◆ Task prompt ◆
Output all of the material beneath this line exactly as it is.

[[ Exercise materials, beginning ]]

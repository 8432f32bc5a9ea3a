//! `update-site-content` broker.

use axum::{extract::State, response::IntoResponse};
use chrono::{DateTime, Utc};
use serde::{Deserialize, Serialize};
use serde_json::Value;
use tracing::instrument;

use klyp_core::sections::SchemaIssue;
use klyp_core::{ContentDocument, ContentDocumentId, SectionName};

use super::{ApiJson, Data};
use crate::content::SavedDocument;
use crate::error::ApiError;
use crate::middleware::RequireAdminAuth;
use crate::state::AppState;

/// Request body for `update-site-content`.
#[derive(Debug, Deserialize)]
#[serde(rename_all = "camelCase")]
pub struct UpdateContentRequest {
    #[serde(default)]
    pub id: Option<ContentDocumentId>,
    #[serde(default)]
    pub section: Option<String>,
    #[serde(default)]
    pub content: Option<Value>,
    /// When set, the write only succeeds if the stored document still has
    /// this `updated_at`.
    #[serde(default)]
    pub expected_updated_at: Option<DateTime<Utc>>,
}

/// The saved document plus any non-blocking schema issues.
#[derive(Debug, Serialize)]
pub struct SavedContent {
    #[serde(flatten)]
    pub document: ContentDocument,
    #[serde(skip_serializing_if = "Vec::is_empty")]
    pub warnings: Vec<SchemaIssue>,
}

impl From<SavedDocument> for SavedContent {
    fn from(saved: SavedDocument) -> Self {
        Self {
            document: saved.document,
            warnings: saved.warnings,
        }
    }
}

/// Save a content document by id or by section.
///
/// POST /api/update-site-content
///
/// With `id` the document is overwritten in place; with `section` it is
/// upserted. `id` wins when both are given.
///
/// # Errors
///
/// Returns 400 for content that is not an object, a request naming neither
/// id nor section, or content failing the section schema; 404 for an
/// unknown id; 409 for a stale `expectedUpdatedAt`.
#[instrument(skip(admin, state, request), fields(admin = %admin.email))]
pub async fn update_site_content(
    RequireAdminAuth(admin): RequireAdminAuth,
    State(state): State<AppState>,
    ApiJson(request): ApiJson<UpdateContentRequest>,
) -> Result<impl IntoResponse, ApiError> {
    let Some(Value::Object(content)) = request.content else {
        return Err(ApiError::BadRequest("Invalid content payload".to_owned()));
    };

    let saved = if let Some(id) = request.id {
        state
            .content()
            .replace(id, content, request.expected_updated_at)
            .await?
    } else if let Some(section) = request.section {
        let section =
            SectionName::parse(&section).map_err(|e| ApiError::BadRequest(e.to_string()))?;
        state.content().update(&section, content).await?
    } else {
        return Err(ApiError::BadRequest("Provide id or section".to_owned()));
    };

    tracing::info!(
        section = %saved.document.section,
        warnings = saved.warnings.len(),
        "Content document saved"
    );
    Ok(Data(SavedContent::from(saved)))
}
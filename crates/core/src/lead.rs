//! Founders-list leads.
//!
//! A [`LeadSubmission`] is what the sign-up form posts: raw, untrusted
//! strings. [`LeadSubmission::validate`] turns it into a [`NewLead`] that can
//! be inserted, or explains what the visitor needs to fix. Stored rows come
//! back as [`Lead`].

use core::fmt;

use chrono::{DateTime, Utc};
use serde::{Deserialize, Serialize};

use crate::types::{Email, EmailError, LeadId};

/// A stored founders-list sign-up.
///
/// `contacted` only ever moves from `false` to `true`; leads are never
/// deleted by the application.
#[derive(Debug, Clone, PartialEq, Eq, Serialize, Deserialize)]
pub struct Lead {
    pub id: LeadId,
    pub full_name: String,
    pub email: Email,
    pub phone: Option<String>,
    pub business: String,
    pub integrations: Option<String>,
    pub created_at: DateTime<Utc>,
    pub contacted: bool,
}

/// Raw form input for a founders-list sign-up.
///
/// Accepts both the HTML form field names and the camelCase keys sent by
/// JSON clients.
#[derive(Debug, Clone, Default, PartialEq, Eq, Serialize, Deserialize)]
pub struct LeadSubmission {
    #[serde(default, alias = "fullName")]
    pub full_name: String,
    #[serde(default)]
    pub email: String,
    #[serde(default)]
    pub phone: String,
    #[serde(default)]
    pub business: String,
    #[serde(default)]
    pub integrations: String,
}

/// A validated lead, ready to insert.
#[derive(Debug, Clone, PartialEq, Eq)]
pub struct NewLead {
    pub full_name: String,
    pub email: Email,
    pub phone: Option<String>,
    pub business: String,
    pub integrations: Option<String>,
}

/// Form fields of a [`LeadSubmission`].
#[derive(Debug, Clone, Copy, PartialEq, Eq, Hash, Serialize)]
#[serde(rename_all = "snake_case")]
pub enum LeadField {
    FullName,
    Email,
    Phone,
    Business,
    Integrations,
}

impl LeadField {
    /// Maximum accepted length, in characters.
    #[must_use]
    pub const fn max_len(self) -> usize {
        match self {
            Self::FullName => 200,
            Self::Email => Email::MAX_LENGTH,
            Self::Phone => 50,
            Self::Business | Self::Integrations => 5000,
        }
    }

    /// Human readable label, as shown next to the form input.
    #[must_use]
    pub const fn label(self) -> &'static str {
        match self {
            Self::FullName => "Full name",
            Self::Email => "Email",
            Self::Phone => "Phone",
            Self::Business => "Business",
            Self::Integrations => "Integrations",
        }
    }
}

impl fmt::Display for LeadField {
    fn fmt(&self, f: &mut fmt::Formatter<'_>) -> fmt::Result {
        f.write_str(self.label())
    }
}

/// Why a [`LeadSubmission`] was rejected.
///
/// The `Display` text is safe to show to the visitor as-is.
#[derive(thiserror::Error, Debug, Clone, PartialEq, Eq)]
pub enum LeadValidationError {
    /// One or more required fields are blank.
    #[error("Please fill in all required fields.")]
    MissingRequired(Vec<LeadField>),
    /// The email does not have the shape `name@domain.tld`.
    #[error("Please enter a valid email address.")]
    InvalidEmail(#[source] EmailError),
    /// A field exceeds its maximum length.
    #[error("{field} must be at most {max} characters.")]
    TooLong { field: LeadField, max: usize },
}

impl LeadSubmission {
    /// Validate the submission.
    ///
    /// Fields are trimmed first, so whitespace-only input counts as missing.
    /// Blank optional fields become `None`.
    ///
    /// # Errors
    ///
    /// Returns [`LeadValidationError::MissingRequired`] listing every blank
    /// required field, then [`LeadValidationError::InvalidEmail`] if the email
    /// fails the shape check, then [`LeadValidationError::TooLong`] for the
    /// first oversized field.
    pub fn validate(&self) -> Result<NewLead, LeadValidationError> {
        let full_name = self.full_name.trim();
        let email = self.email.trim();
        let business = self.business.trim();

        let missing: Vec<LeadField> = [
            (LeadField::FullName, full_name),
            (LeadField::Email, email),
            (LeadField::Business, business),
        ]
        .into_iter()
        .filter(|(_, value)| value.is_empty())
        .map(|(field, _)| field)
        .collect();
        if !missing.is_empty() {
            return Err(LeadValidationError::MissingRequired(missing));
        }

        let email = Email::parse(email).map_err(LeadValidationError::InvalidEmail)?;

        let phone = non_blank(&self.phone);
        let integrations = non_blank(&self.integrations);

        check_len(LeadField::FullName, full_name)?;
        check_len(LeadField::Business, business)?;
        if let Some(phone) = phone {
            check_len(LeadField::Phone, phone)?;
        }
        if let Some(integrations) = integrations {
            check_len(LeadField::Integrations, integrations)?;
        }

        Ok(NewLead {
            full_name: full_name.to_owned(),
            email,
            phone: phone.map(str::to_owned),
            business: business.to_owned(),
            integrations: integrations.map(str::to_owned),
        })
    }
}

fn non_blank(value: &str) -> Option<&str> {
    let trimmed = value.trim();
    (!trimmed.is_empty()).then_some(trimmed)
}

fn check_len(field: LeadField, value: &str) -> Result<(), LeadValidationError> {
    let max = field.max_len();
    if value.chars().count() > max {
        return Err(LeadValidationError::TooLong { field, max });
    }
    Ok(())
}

[[ Exercise materials, end ]]

◆ Solution ◆
repository 8432f32bc5a9ea3a
//! `update-site-content` broker.

use axum::{extract::State, response::IntoResponse};
use chrono::{DateTime, Utc};
use serde::{Deserialize, Serialize};
use serde_json::Value;
use tracing::instrument;

use klyp_core::sections::SchemaIssue;
use klyp_core::{ContentDocument, ContentDocumentId, SectionName};

use super::{ApiJson, Data};
use crate::content::SavedDocument;
use crate::error::ApiError;
use crate::middleware::RequireAdminAuth;
use crate::state::AppState;

/// Request body for `update-site-content`.
#[derive(Debug, Deserialize)]
#[serde(rename_all = "camelCase")]
pub struct UpdateContentRequest {
    #[serde(default)]
    pub id: Option<ContentDocumentId>,
    #[serde(default)]
    pub section: Option<String>,
    #[serde(default)]
    pub content: Option<Value>,
    /// When set, the write only succeeds if the stored document still has
    /// this `updated_at`.
    #[serde(default)]
    pub expected_updated_at: Option<DateTime<Utc>>,
}

/// The saved document plus any non-blocking schema issues.
#[derive(Debug, Serialize)]
pub struct SavedContent {
    #[serde(flatten)]
    pub document: ContentDocument,
    #[serde(skip_serializing_if = "Vec::is_empty")]
    pub warnings: Vec<SchemaIssue>,
}

impl From<SavedDocument> for SavedContent {
    fn from(saved: SavedDocument) -> Self {
        Self {
            document: saved.document,
            warnings: saved.warnings,
        }
    }
}

/// Save a content document by id or by section.
///
/// POST /api/update-site-content
///
/// With `id` the document is overwritten in place; with `section` it is
/// upserted. `id` wins when both are given.
///
/// # Errors
///
/// Returns 400 for content that is not an object, a request naming neither
/// id nor section, or content failing the section schema; 404 for an
/// unknown id; 409 for a stale `expectedUpdatedAt`.
#[instrument(skip(admin, state, request), fields(admin = %admin.email))]
pub async fn update_site_content(
    RequireAdminAuth(admin): RequireAdminAuth,
    State(state): State<AppState>,
    ApiJson(request): ApiJson<UpdateContentRequest>,
) -> Result<impl IntoResponse, ApiError> {
    let Some(Value::Object(content)) = request.content else {
        return Err(ApiError::BadRequest("Invalid content payload".to_owned()));
    };

    let saved = if let Some(id) = request.id {
        state
            .content()
            .replace(id, content, request.expected_updated_at)
            .await?
    } else if let Some(section) = request.section {
        let section =
            SectionName::parse(&section).map_err(|e| ApiError::BadRequest(e.to_string()))?;
        state.content().update(&section, content).await?
    } else {
        return Err(ApiError::BadRequest("Provide id or section".to_owned()));
    };

    tracing::info!(
        section = %saved.document.section,
        warnings = saved.warnings.len(),
        "Content document saved"
    );
    Ok(Data(SavedContent::from(saved)))
}
filename crates/core/src/lead.rs
//! Founders-list leads.
//!
//! A [`LeadSubmission`] is what the sign-up form posts: raw, untrusted
//! strings. [`LeadSubmission::validate`] turns it into a [`NewLead`] that can
//! be inserted, or explains what the visitor needs to fix. Stored rows come
//! back as [`Lead`].

use core::fmt;

use chrono::{DateTime, Utc};
use serde::{Deserialize, Serialize};

use crate::types::{Email, EmailError, LeadId};

/// A stored founders-list sign-up.
///
/// `contacted` only ever moves from `false` to `true`; leads are never
/// deleted by the application.
#[derive(Debug, Clone, PartialEq, Eq, Serialize, Deserialize)]
pub struct Lead {
    pub id: LeadId,
    pub full_name: String,
    pub email: Email,
    pub phone: Option<String>,
    pub business: String,
    pub integrations: Option<String>,
    pub created_at: DateTime<Utc>,
    pub contacted: bool,
}

/// Raw form input for a founders-list sign-up.
///
/// Accepts both the HTML form field names and the camelCase keys sent by
/// JSON clients.
#[derive(Debug, Clone, Default, PartialEq, Eq, Serialize, Deserialize)]
pub struct LeadSubmission {
    #[serde(default, alias = "fullName")]
    pub full_name: String,
    #[serde(default)]
    pub email: String,
    #[serde(default)]
    pub phone: String,
    #[serde(default)]
    pub business: String,
    #[serde(default)]
    pub integrations: String,
}

/// A validated lead, ready to insert.
#[derive(Debug, Clone, PartialEq, Eq)]
pub struct NewLead {
    pub full_name: String,
    pub email: Email,
    pub phone: Option<String>,
    pub business: String,
    pub integrations: Option<String>,
}

/// Form fields of a [`LeadSubmission`].
#[derive(Debug, Clone, Copy, PartialEq, Eq, Hash, Serialize)]
#[serde(rename_all = "snake_case")]
pub enum LeadField {
    FullName,
    Email,
    Phone,
    Business,
    Integrations,
}

impl LeadField {
    /// Maximum accepted length, in characters.
    #[must_use]
    pub const fn max_len(self) -> usize {
        match self {
            Self::FullName => 200,
            Self::Email => Email::MAX_LENGTH,
            Self::Phone => 50,
            Self::Business | Self::Integrations => 5000,
        }
    }

    /// Human readable label, as shown next to the form input.
    #[must_use]
    pub const fn label(self) -> &'static str {
        match self {
            Self::FullName => "Full name",
            Self::Email => "Email",
            Self::Phone => "Phone",
            Self::Business => "Business",
            Self::Integrations => "Integrations",
        }
    }
}

impl fmt::Display for LeadField {
    fn fmt(&self, f: &mut fmt::Formatter<'_>) -> fmt::Result {
        f.write_str(self.label())
    }
}

/// Why a [`LeadSubmission`] was rejected.
///
/// The `Display` text is safe to show to the visitor as-is.
#[derive(thiserror::Error, Debug, Clone, PartialEq, Eq)]
pub enum LeadValidationError {
    /// One or more required fields are blank.
    #[error("Please fill in all required fields.")]
    MissingRequired(Vec<LeadField>),
    /// The email does not have the shape `name@domain.tld`.
    #[error("Please enter a valid email address.")]
    InvalidEmail(#[source] EmailError),
    /// A field exceeds its maximum length.
    #[error("{field} must be at most {max} characters.")]
    TooLong { field: LeadField, max: usize },
}

impl LeadSubmission {
    /// Validate the submission.
    ///
    /// Fields are trimmed first, so whitespace-only input counts as missing.
    /// Blank optional fields become `None`.
    ///
    /// # Errors
    ///
    /// Returns [`LeadValidationError::MissingRequired`] listing every blank
    /// required field, then [`LeadValidationError::InvalidEmail`] if the email
    /// fails the shape check, then [`LeadValidationError::TooLong`] for the
    /// first oversized field.
    pub fn validate(&self) -> Result<NewLead, LeadValidationError> {
        let full_name = self.full_name.trim();
        let email = self.email.trim();
        let business = self.business.trim();

        let missing: Vec<LeadField> = [
            (LeadField::FullName, full_name),
            (LeadField::Email, email),
            (LeadField::Business, business),
        ]
        .into_iter()
        .filter(|(_, value)| value.is_empty())
        .map(|(field, _)| field)
        .collect();
        if !missing.is_empty() {
            return Err(LeadValidationError::MissingRequired(missing));
        }

        let email = Email::parse(email).map_err(LeadValidationError::InvalidEmail)?;

        let phone = non_blank(&self.phone);
        let integrations = non_blank(&self.integrations);

        check_len(LeadField::FullName, full_name)?;
        check_len(LeadField::Business, business)?;
        if let Some(phone) = phone {
            check_len(LeadField::Phone, phone)?;
        }
        if let Some(integrations) = integrations {
            check_len(LeadField::Integrations, integrations)?;
        }

        Ok(NewLead {
            full_name: full_name.to_owned(),
            email,
            phone: phone.map(str::to_owned),
            business: business.to_owned(),
            integrations: integrations.map(str::to_owned),
        })
    }
}

fn non_blank(value: &str) -> Option<&str> {
    let trimmed = value.trim();
    (!trimmed.is_empty()).then_some(trimmed)
}

fn check_len(field: LeadField, value: &str) -> Result<(), LeadValidationError> {
    let max = field.max_len();
    if value.chars().count() > max {
        return Err(LeadValidationError::TooLong { field, max });
    }
    Ok(())
}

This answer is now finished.